Neste sentido, se uma crítica ao capitalismo mesmo foi vista como algo "utópico", talvez seja muito mais
"utópico" se acreditar no poder da conciliação e da negociação; assim, talvez possa ser o caso de se voltar
àquele que tratou com mais cuidado justamente daquilo que, o desenvolvimento social mesmo mostrou, não
pode ser colocado "embaixo do tapete", Karl Marx. Isto se dá, não só porque, talvez, trate-se do autor mais
mal lido na tradição filosófica ocidental; o autor ganha relevo na medida em que, como mostraram István
Mészáros (1930) e David Harvey, por caminhos distintos, mas convergentes, a existência e reprodução
mesma da sociedade capitalista, hoje, trazem consigo aquilo de mais grotesco na sociabilidade
contemporânea. Para estes autores, tal qual em Marx, formas distintas de agressão e de opressão não são
simplesmente algum acidente na história do capitalismo: são o modo mesmo de expressão deste sistema
social, que tem como certidão de nascimento a "acumulação originária" realizada principalmente com os
cercamentos (expropriação sangrenta dos camponeses de suas terras) e como atestado de sua reprodução
diuturna aquilo que Harvey chamou de "acumulação por espoliação", realizada tanto por meio de guerras
como de privatizações de serviços básicos e tantas outras maravilhas do (neo) liberalismo.
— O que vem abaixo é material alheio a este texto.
use serde::{Deserialize, Serialize};
use utoipa::ToSchema;

/// 公告附件，is_downloadable 与文件类型无关
#[derive(Debug, Clone, Serialize, Deserialize, Default, ToSchema)]
pub struct AnnouncementFile {
    pub id: String,
    pub name: String,
    pub url: String,
    pub file_type: String,
    pub size: i64,
    /// 是否允许下载（false = 仅在线查看）
    pub is_downloadable: bool,
}

/// 公告，面向一个或多个群组广播
#[derive(Debug, Clone, Serialize, Deserialize, Default, ToSchema)]
pub struct AnnouncementEntity {
    pub id: String,
    pub title: String,
    pub content: String,
    /// 目标群组 ID 列表，至少一个
    pub group_ids: Vec<String>,
    pub created_by: String,
    pub files: Vec<AnnouncementFile>,
    /// 浏览计数，与 viewed_by 同步变更
    pub view_count: i64,
    /// 浏览者 ID 集合，重复浏览不重复记录
    pub viewed_by: Vec<String>,
    /// 创建时间（Unix 秒时间戳）
    pub create_time: i64,
    /// 最后更新时间（Unix 秒时间戳）
    pub update_time: i64,
}
use crate::state::AppState;
use actix_web::{Responder, post, web};
use common::errors::AppError;
use serde::{Deserialize, Serialize};
use utoipa::ToSchema;

pub fn configure(cfg: &mut web::ServiceConfig) {
    cfg.service(send_otp);
}

#[derive(Debug, Deserialize, ToSchema)]
pub struct SendOtpDto {
    pub email: String,
    pub otp: String,
    pub name: String,
}

#[derive(Debug, Serialize, ToSchema)]
#[serde(rename_all = "camelCase")]
pub struct SendOtpResp {
    pub message_id: String,
}

#[utoipa::path(
    post,
    path = "/send-otp",
    summary = "发送注册验证码邮件（同邮箱每小时限 5 次）",
    tag = "用户管理",
    request_body = SendOtpDto,
    responses(
        (status = 200, description = "发送结果", body = SendOtpResp),
        (status = 429, description = "触发限频")
    )
)]
#[post("/send-otp")]
pub async fn send_otp(dto: web::Json<SendOtpDto>, state: web::Data<AppState>) -> Result<impl Responder, AppError> {
    let message_id = state.otp_service.send_otp(&dto.email, &dto.name, &dto.otp).await?;
    Ok(web::Json(SendOtpResp { message_id }))
}
use serde::{Deserialize, Serialize};

/// OTP 发送记录，按邮箱限频用
#[derive(Debug, Clone, Serialize, Deserialize, Default)]
pub struct OtpAttempt {
    pub email: String,
    pub otp: String,
    pub create_time: i64,
}
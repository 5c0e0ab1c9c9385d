use actix_web::{Responder, get, web};

pub fn configure(cfg: &mut web::ServiceConfig) {
    cfg.service(health);
}

#[get("/health")]
pub async fn health() -> impl Responder {
    web::Json(serde_json::json!({"status":"ok"}))
}
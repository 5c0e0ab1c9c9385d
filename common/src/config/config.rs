use config::Config;
use serde::Deserialize;

#[derive(Debug, Deserialize, Clone, Default)]
pub struct AppConfig {
    pub database: Option<DatabaseConfig>,
    pub server: Option<ServerConfig>,
    pub mail: Option<MailConfig>,
    pub sys: Option<SysConfig>,
    pub limits: Option<LimitsConfig>,
}

impl AppConfig {
    pub fn new(file: &str) -> Self {
        let config = Config::builder()
            .add_source(config::File::with_name(file).required(true))
            .add_source(config::Environment::with_prefix("APP").separator("_"))
            .build()
            .expect("Failed to build configuration");
        config.try_deserialize::<AppConfig>().expect("Failed to deserialize configuration")
    }

    pub fn get_database(&self) -> DatabaseConfig {
        self.database.clone().unwrap_or_default()
    }
    pub fn get_server(&self) -> ServerConfig {
        self.server.clone().unwrap_or_default()
    }
    pub fn get_mail(&self) -> MailConfig {
        self.mail.clone().unwrap_or_default()
    }
    pub fn get_sys(&self) -> SysConfig {
        self.sys.clone().unwrap_or_default()
    }
    pub fn get_limits(&self) -> LimitsConfig {
        self.limits.clone().unwrap_or_default()
    }
}

#[derive(Debug, Deserialize, Clone, Default)]
pub struct DatabaseConfig {
    pub url: String,
    pub db_name: String,
}

#[derive(Debug, Deserialize, Clone, Default)]
pub struct ServerConfig {
    pub host: String,
    pub port: u16,
}

#[derive(Debug, Deserialize, Clone, Default)]
pub struct SysConfig {
    //全局日志级别
    pub log_level: String,
    //md5混淆 key
    pub md5_key: String,
    //前端入口地址，拼进邮件里的跳转链接
    pub app_url: String,
    //批量开通的账号是否默认审核通过
    pub auto_approve: bool,
}

/// 邮件传输配置，凭据缺失时发送服务拒绝启动
#[derive(Debug, Deserialize, Clone, Default)]
pub struct MailConfig {
    pub smtp_host: String,
    pub smtp_port: Option<u16>,
    pub username: String,
    pub password: String,
    /// 发件人，形如 "EduCloud <no-reply@educloud.dev>"
    pub from: String,
    pub send_timeout_secs: Option<u64>,
}

#[derive(Debug, Deserialize, Clone)]
pub struct LimitsConfig {
    /// 文档库单次 in 过滤的取值上限，超限分片查询
    #[serde(default = "default_max_filter_values")]
    pub max_filter_values: usize,
    /// 邮件批量投递的并发上限
    #[serde(default = "default_send_concurrency")]
    pub send_concurrency: usize,
    /// 生成口令的最小长度
    #[serde(default = "default_password_length")]
    pub password_length: usize,
}

impl Default for LimitsConfig {
    fn default() -> Self {
        Self {
            max_filter_values: default_max_filter_values(),
            send_concurrency: default_send_concurrency(),
            password_length: default_password_length(),
        }
    }
}

fn default_max_filter_values() -> usize {
    30
}
fn default_send_concurrency() -> usize {
    4
}
fn default_password_length() -> usize {
    12
}
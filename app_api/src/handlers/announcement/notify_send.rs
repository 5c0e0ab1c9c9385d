use crate::state::AppState;
use actix_web::{Responder, post, web};
use biz_service::entitys::announcement_entity::{AnnouncementEntity, AnnouncementFile};
use common::errors::AppError;
use common::util::common_utils::build_uuid;
use common::util::date_util::now;
use serde::{Deserialize, Serialize};
use utoipa::ToSchema;

pub fn configure(cfg: &mut web::ServiceConfig) {
    cfg.service(notify_send);
}

/// 公告通知触发体：携带公告内容与目标群组
#[derive(Debug, Deserialize, ToSchema)]
#[serde(rename_all = "camelCase")]
pub struct NotifySendDto {
    pub announcement: AnnouncementPayload,
    pub group_ids: Vec<String>,
}

#[derive(Debug, Deserialize, ToSchema)]
#[serde(rename_all = "camelCase")]
pub struct AnnouncementPayload {
    /// 已落库的公告 id；缺省时生成新 id
    pub id: Option<String>,
    pub title: String,
    pub content: String,
    #[serde(default)]
    pub files: Vec<FilePayload>,
}

#[derive(Debug, Deserialize, ToSchema)]
#[serde(rename_all = "camelCase")]
pub struct FilePayload {
    pub name: String,
    pub url: String,
    pub is_downloadable: bool,
}

#[derive(Debug, Serialize, ToSchema)]
pub struct NotifySendResp {
    /// 扇出任务句柄，投递异步执行，拿它查结果
    pub ticket: String,
    /// 解析出的收件人数
    pub total: usize,
}

#[utoipa::path(
    post,
    path = "/send-announcement-notification",
    summary = "触发公告邮件扇出",
    tag = "公告通知",
    request_body = NotifySendDto,
    responses(
        (status = 200, description = "任务句柄", body = NotifySendResp),
        (status = 502, description = "邮件传输不可用，未进入投递")
    )
)]
#[post("/send-announcement-notification")]
pub async fn notify_send(dto: web::Json<NotifySendDto>, state: web::Data<AppState>) -> Result<impl Responder, AppError> {
    let dto = dto.into_inner();
    let announcement = to_entity(dto.announcement, &dto.group_ids);
    let (ticket, total) = state.notify_service.send_announcement(announcement, dto.group_ids).await?;
    Ok(web::Json(NotifySendResp { ticket, total }))
}

fn to_entity(payload: AnnouncementPayload, group_ids: &[String]) -> AnnouncementEntity {
    let files = payload
        .files
        .into_iter()
        .map(|f| AnnouncementFile {
            id: build_uuid(),
            name: f.name,
            url: f.url,
            is_downloadable: f.is_downloadable,
            ..Default::default()
        })
        .collect();
    AnnouncementEntity {
        id: payload.id.unwrap_or_else(build_uuid),
        title: payload.title,
        content: payload.content,
        group_ids: group_ids.to_vec(),
        files,
        create_time: now(),
        ..Default::default()
    }
}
Dificilmente seria possível negar que os ânimos estão à flor da pele no Brasil contemporâneo. Isso, porém,
não significa necessariamente que exista uma polarização clara no campo da política institucional - antes,
justamente este acirramento de ânimos pode advir da falência do projeto conciliador da nova república,
desenvolvida a partir da transição "lenta, gradual e segura". O modo pelo qual a questão se coloca
(principalmente na mídia oligopolizada brasileira) passa longe de esclarecer as raízes da questão. Hoje, no
Brasil, a serenidade de outrora dá lugar ao discurso inflamado, convertendo-se em uma crítica ao "tamanho
do Estado" e à "ineficácia do Estado", tendo-se por claro que, com aquilo que fora colocado "debaixo do
tapete", há uma defesa exacerbada de uma nova rodada de "acumulação por espoliação" (e não é por acaso
que a "indignação seletiva" volta-se contra a Petrobras). Até mesmo o "combate à corrupção" não é possível
com a conciliação e com a negociação - muito pelo contrário: estas últimas que, mediante a preservação
tanto da égide do capital (agora, bastante financeirizado) quanto daquilo que "resta da ditadura", levam à
necessidade desta na política institucional. Neste sentido, aquilo colocado "debaixo do tapete" cobra um alto
preço também quando parece haver certo curto-circuito entre a "volta dos que não foram", a reprodução
diuturna do capital e o financiamento (que é um investimento) privado e empresarial das campanhas políticas.
Até certo ponto, dizer que uma esfera pública que tem estas bases é realmente democrática só pode ser uma
piada, de muito mau gosto, diga-se de passagem.
O discurso verborrágico que vem ganhando força é justamente o discurso a favor da manutenção destas
vicissitudes. E, dado que a conciliação já não se mostra mais possível, é preciso se dizer que um programa
contra estes vícios somente é possível com uma posição decidida contra "o que resta da ditadura", o que tem
como consequência uma posição firme contra a própria conformação do capitalismo brasileiro. Certamente
pode-se falar de crise hoje, não há dúvidas. Isto, porém, não se dá tanto nos termos propagandeados pela
mídia oligopolizada, quanto na medida em que esta traz consigo uma situação insustentável dentro das
estruturas vigentes (tanto econômicas quanto políticas). Tratar desta questão no Brasil certamente é bastante
difícil, dado que na crise, "verificam-se os fenômenos patológicos mais variados".1 Por aqui, certamente,
verificamos estes fenômenos, expressos na "volta dos que não foram"; no entanto, aqui "o velho" nem sequer
morreu, e parece não estar disposto a qualquer espécie de eutanásia. O "novo", por sua vez, tratado por
Antônio Gramsci (1891-1937), só pode nascer com uma posição decidida contra a ordem presente, e, neste
sentido, não é tanto preciso uma "mudança de paradigma", mas uma crítica resoluta à própria conformação
do capitalismo, como aquela feita por Karl Marx.